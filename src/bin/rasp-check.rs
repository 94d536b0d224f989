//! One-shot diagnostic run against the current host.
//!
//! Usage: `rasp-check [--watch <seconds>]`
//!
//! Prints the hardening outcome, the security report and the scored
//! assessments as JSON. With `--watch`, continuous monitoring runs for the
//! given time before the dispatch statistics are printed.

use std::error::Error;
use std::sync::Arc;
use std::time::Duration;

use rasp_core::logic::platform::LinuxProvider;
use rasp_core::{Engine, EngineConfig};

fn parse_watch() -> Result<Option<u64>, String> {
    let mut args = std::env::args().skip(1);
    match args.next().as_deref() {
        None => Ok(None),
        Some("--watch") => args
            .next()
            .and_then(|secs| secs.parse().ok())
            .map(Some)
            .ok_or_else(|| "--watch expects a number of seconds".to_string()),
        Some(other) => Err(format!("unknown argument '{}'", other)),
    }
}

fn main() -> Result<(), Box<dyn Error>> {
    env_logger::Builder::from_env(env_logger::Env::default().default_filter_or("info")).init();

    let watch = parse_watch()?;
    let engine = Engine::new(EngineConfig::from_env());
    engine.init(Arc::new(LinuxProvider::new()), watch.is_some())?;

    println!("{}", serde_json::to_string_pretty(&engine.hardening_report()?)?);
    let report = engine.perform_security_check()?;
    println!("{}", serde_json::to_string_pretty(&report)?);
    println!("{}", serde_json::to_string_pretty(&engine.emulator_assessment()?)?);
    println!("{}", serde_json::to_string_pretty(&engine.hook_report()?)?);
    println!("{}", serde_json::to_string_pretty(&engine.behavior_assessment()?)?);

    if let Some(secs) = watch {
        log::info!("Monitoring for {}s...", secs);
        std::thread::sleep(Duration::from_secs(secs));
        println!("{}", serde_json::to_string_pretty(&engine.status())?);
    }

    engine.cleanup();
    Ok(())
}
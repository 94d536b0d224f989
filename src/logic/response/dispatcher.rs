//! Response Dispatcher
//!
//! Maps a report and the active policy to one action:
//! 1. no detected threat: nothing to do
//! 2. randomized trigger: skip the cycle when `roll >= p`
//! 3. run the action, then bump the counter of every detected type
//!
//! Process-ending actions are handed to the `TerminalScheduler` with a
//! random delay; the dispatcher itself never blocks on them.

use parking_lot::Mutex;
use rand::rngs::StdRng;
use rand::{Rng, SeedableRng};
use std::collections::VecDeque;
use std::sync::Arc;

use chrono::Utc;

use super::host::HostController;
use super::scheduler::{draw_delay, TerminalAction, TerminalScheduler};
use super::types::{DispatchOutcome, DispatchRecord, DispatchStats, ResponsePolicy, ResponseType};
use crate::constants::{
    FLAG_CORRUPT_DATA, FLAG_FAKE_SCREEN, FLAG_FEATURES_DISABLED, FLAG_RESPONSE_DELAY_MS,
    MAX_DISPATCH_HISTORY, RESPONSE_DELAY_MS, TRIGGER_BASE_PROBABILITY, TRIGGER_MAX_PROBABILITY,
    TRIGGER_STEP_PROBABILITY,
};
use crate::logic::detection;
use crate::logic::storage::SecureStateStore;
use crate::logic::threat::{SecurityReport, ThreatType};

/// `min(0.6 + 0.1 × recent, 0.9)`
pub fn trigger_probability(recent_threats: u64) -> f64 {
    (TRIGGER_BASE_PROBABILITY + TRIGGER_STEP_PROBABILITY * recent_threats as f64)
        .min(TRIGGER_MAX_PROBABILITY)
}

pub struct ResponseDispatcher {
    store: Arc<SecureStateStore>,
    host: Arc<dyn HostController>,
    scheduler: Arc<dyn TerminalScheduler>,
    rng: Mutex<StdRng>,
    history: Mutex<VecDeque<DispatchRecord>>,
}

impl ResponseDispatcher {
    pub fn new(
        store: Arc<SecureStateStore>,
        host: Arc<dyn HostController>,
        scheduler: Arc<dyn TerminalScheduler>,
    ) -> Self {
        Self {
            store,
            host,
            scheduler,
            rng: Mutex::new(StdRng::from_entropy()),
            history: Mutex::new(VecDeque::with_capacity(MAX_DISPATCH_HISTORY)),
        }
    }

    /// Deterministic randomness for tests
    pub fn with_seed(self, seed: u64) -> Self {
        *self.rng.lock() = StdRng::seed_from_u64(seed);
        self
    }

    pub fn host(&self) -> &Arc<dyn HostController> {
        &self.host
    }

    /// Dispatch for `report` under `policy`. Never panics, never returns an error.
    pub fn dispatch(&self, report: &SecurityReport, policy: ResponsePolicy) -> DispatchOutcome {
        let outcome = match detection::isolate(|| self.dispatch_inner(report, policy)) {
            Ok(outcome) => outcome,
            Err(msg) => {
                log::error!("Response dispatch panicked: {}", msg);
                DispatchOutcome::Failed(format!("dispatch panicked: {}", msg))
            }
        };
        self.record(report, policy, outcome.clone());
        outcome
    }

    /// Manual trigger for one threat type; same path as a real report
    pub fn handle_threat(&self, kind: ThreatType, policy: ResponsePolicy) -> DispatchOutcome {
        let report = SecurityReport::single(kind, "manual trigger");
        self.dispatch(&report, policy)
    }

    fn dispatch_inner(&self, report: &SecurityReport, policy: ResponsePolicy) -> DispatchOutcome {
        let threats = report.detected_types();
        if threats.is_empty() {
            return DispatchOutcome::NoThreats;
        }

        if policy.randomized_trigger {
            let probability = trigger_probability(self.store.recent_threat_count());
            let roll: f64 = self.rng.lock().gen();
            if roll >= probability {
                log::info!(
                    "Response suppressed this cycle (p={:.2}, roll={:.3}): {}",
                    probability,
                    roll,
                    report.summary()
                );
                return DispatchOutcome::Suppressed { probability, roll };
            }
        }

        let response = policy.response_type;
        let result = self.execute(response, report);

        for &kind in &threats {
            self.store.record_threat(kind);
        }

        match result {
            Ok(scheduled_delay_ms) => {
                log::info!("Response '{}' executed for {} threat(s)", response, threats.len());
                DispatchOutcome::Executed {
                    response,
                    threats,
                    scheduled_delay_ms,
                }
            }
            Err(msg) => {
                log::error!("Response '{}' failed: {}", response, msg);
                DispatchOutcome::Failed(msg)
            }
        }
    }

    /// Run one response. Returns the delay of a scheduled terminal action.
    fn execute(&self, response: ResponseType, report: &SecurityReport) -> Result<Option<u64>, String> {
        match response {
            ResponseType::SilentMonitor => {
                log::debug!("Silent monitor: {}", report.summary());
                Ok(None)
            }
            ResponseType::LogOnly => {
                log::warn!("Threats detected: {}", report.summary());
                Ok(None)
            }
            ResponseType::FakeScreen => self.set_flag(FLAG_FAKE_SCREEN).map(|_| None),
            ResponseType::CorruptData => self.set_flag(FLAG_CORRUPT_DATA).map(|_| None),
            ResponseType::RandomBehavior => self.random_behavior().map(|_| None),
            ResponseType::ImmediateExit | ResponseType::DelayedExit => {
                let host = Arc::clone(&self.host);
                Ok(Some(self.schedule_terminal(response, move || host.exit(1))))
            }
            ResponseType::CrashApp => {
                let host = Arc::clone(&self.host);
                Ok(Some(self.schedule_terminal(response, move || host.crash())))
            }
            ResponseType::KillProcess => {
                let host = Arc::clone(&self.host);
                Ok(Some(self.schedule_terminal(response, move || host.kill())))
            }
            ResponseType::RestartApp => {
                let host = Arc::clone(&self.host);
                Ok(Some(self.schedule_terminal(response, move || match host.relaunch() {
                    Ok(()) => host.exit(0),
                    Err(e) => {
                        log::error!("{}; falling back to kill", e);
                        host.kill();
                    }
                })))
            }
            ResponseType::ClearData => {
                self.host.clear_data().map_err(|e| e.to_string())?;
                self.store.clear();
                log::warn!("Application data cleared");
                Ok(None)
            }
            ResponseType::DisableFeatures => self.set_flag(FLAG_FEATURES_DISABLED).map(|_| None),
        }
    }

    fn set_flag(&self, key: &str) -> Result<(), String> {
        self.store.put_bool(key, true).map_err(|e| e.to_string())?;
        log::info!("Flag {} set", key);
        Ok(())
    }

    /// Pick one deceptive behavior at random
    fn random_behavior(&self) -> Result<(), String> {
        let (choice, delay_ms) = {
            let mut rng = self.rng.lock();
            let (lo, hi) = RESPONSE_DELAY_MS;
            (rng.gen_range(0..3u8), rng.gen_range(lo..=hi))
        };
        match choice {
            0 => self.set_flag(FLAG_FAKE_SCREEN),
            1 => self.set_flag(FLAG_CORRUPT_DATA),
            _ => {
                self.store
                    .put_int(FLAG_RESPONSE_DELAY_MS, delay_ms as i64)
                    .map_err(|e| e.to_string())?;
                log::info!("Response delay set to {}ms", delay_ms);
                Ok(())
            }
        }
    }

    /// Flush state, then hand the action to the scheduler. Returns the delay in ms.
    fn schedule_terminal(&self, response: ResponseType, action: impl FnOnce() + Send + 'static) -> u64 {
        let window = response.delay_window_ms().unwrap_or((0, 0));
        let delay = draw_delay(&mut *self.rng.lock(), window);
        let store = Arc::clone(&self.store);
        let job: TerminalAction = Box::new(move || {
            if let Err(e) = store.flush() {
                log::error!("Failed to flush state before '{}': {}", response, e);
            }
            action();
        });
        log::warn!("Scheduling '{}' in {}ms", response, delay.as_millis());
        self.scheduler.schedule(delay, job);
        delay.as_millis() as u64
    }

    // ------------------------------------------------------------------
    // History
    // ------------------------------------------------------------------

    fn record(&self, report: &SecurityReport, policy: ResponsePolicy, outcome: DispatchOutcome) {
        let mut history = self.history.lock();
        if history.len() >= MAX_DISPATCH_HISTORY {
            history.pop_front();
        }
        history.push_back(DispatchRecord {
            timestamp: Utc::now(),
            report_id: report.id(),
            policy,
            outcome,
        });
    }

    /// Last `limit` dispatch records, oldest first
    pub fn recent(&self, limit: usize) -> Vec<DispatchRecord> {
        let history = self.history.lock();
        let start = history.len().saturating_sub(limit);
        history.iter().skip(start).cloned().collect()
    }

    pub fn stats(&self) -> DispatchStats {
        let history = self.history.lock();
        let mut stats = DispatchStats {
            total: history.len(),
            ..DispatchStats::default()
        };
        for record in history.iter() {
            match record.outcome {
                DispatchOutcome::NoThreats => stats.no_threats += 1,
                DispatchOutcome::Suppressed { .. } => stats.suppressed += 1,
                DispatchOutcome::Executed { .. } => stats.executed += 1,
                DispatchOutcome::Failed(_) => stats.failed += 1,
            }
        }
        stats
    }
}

┄┄┄┄┄┄

[WHAT NEEDS TO BE DONE] Exactly and exclusively, repeat the lines from the line that contains "for record in" through the end of the records, both ends included.

[WORKED SOLUTION]
        for record in history.iter() {
            match record.outcome {
                DispatchOutcome::NoThreats => stats.no_threats += 1,
                DispatchOutcome::Suppressed { .. } => stats.suppressed += 1,
                DispatchOutcome::Executed { .. } => stats.executed += 1,
                DispatchOutcome::Failed(_) => stats.failed += 1,
            }
        }
        stats
    }
}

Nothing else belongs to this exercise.